┏━━

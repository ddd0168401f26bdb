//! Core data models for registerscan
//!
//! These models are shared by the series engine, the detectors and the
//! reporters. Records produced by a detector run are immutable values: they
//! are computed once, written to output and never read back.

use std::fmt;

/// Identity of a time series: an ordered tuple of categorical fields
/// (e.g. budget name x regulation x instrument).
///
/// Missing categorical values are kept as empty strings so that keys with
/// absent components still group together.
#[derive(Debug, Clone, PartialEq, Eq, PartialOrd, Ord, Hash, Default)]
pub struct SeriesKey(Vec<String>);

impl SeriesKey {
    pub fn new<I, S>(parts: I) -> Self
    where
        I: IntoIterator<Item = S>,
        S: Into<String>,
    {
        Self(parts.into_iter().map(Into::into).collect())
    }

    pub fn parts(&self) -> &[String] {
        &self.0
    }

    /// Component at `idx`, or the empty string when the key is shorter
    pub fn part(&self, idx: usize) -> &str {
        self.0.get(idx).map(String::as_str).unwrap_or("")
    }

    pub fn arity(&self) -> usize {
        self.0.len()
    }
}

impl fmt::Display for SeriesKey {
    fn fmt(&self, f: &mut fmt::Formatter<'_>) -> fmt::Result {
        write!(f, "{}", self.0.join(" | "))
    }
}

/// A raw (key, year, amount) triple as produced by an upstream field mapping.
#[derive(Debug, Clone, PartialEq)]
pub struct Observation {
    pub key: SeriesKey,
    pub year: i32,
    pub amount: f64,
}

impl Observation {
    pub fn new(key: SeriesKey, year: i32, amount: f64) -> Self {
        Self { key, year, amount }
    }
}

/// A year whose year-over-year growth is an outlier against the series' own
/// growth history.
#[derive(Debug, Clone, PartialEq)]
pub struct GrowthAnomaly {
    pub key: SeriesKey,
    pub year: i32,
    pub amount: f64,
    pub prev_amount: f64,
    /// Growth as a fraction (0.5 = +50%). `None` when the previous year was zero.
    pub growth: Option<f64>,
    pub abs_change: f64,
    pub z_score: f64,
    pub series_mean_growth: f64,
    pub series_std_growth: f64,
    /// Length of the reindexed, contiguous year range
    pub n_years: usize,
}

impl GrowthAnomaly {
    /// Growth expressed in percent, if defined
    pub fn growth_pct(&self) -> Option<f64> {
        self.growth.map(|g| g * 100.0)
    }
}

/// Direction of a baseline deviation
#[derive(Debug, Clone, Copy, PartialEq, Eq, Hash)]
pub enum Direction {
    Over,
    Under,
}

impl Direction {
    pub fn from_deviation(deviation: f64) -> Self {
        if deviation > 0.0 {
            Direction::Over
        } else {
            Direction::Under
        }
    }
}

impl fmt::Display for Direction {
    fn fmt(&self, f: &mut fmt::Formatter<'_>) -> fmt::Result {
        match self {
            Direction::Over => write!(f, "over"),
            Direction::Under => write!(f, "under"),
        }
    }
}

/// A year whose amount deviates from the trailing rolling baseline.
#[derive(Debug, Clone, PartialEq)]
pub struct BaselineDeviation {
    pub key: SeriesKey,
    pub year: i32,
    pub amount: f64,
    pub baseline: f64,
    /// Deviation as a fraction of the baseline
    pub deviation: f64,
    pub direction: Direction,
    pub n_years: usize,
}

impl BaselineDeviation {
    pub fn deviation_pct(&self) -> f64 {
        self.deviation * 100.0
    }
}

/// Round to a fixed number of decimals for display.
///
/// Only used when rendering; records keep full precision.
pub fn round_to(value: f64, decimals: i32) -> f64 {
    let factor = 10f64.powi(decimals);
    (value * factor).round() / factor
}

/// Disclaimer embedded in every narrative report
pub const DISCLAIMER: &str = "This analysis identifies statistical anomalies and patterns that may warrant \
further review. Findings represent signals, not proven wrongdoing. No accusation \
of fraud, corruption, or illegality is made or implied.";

┗━━
┏━━

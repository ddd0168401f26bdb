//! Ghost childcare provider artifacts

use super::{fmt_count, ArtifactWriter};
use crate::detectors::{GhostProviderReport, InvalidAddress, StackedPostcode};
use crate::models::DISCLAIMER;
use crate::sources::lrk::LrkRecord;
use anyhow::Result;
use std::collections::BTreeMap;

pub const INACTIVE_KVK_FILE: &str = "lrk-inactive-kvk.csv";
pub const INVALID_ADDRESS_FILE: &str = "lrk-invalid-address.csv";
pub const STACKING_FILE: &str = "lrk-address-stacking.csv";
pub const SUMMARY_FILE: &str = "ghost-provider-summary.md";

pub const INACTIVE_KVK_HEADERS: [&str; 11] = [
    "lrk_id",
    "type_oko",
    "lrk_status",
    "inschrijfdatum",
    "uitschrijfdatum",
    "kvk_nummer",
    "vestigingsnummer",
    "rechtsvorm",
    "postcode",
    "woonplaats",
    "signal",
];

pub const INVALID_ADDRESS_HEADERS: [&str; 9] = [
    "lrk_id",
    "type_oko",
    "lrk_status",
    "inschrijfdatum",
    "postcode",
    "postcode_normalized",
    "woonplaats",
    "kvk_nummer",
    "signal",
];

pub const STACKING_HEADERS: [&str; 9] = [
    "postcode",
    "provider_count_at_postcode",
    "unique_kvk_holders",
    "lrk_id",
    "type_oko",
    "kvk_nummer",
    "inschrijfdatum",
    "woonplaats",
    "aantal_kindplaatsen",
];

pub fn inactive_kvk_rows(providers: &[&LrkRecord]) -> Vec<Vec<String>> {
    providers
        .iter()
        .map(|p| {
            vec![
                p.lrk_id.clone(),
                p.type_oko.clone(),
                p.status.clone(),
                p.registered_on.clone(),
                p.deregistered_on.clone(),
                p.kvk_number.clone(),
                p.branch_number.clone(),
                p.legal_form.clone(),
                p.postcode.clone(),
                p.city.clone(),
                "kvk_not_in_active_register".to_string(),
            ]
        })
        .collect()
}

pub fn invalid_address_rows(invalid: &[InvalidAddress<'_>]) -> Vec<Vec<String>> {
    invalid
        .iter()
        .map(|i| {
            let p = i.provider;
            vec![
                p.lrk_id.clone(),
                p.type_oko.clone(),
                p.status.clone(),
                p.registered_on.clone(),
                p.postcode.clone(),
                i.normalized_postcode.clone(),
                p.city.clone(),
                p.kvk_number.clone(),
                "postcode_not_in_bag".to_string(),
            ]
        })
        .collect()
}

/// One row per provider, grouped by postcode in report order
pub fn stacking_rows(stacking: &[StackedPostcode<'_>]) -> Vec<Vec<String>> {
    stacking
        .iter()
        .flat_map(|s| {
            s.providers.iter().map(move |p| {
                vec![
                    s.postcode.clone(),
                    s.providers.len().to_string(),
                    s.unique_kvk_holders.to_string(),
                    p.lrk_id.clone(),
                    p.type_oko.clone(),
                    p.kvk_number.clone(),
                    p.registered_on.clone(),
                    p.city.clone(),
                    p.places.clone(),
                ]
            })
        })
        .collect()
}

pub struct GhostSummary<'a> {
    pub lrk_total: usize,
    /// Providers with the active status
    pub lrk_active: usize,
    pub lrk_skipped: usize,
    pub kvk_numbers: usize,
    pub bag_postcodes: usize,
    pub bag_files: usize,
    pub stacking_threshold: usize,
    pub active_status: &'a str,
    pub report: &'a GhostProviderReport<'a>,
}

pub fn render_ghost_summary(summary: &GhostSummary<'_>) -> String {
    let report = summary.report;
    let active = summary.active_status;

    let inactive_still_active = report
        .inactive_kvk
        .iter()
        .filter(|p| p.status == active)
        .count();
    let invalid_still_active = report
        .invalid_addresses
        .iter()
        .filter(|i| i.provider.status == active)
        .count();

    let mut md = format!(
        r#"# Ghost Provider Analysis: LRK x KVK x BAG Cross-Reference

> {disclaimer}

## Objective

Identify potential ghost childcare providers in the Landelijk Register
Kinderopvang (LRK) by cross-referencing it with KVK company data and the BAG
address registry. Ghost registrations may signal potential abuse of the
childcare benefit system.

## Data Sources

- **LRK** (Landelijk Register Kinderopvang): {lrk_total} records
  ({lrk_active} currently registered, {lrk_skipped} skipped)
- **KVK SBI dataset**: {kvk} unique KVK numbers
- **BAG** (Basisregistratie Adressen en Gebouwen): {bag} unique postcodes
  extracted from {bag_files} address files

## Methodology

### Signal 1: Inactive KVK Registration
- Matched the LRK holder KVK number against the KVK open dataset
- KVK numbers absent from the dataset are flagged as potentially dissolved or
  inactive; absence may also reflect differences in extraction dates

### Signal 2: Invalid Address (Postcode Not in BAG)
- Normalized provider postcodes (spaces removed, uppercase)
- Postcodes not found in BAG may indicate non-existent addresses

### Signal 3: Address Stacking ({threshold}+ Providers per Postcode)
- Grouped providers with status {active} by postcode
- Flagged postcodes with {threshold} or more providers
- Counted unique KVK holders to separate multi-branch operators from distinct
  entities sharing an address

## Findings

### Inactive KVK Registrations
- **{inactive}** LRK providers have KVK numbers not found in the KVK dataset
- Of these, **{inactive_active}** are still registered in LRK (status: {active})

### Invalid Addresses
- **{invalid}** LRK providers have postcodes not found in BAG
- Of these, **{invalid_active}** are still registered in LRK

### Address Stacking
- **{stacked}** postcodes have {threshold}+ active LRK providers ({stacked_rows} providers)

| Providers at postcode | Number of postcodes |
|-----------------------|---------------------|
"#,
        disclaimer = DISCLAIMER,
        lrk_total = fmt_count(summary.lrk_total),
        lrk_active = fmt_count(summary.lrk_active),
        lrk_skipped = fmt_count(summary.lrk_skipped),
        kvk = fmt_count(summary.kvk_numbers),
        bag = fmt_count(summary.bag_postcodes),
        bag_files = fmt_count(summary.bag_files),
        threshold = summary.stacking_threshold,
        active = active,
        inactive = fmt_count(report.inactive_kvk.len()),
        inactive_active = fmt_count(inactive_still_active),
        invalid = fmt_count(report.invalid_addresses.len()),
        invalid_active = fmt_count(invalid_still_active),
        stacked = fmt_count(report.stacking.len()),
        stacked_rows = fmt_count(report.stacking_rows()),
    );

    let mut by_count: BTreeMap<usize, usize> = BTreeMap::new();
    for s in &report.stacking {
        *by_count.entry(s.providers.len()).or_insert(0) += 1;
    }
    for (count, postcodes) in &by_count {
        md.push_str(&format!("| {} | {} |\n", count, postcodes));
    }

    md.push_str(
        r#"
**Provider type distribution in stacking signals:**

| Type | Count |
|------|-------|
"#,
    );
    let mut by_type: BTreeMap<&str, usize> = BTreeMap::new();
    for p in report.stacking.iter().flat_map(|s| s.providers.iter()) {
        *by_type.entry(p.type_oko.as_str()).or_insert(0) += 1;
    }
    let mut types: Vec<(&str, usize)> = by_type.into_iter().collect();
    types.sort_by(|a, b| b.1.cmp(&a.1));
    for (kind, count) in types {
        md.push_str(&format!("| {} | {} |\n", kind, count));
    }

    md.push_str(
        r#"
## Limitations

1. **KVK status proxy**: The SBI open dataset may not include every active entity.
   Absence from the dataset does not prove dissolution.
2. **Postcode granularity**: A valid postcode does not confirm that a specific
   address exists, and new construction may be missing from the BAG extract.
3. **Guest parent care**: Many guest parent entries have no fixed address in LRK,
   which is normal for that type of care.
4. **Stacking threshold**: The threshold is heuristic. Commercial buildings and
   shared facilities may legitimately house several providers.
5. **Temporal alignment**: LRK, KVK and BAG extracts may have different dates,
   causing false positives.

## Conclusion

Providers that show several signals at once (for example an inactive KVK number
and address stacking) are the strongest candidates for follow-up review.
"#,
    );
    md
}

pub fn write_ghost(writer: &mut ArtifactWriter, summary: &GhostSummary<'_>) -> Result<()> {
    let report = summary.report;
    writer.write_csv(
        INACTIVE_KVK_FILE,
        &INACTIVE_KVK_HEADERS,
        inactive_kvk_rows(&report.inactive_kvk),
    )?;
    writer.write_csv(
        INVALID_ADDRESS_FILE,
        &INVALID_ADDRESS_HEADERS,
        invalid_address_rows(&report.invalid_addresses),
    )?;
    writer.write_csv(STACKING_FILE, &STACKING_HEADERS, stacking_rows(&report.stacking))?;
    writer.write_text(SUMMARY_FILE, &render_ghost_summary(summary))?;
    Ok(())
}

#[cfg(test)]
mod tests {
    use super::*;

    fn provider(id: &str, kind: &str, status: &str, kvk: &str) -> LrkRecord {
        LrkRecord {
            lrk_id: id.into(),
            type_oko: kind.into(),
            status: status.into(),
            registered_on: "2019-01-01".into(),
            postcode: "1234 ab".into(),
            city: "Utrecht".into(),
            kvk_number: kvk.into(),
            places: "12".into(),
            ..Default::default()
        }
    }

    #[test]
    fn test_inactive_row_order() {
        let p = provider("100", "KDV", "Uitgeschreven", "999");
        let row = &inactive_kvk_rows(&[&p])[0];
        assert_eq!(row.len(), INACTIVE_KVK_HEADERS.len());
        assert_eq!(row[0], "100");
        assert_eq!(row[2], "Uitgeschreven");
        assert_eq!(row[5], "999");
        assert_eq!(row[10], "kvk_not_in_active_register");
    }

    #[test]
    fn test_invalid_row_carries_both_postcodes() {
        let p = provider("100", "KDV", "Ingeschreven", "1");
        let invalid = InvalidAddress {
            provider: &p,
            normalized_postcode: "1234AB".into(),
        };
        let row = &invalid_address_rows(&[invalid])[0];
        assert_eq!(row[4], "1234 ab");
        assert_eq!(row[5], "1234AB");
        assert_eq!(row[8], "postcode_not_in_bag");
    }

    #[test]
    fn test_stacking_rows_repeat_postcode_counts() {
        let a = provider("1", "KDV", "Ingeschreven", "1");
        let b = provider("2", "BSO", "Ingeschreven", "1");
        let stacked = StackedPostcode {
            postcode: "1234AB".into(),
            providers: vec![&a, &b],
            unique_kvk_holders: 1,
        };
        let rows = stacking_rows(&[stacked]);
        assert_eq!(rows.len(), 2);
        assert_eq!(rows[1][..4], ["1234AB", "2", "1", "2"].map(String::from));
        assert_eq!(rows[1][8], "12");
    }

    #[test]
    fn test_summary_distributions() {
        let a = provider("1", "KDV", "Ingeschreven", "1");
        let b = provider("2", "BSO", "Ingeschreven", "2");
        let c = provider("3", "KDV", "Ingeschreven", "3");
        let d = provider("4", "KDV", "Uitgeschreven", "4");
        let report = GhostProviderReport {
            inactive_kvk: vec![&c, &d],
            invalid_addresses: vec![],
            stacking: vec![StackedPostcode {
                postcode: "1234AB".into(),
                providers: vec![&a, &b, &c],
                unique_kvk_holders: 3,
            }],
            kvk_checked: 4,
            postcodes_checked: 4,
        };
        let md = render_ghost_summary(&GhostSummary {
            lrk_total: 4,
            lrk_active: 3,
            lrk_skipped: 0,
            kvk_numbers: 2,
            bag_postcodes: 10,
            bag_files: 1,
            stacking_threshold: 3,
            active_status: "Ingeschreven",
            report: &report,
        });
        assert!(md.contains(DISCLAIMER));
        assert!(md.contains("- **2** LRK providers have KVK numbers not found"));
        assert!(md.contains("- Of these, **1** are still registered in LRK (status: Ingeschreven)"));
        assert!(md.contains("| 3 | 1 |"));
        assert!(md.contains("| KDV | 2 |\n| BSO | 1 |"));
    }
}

┗━━

WORK TASK: Search the listing for the word "dataset" and return each line that holds it.

SOLUTION:
- **KVK SBI dataset**: {kvk} unique KVK numbers
- Matched the LRK holder KVK number against the KVK open dataset
- KVK numbers absent from the dataset are flagged as potentially dissolved or
- **{inactive}** LRK providers have KVK numbers not found in the KVK dataset
1. **KVK status proxy**: The SBI open dataset may not include every active entity.
   Absence from the dataset does not prove dissolution.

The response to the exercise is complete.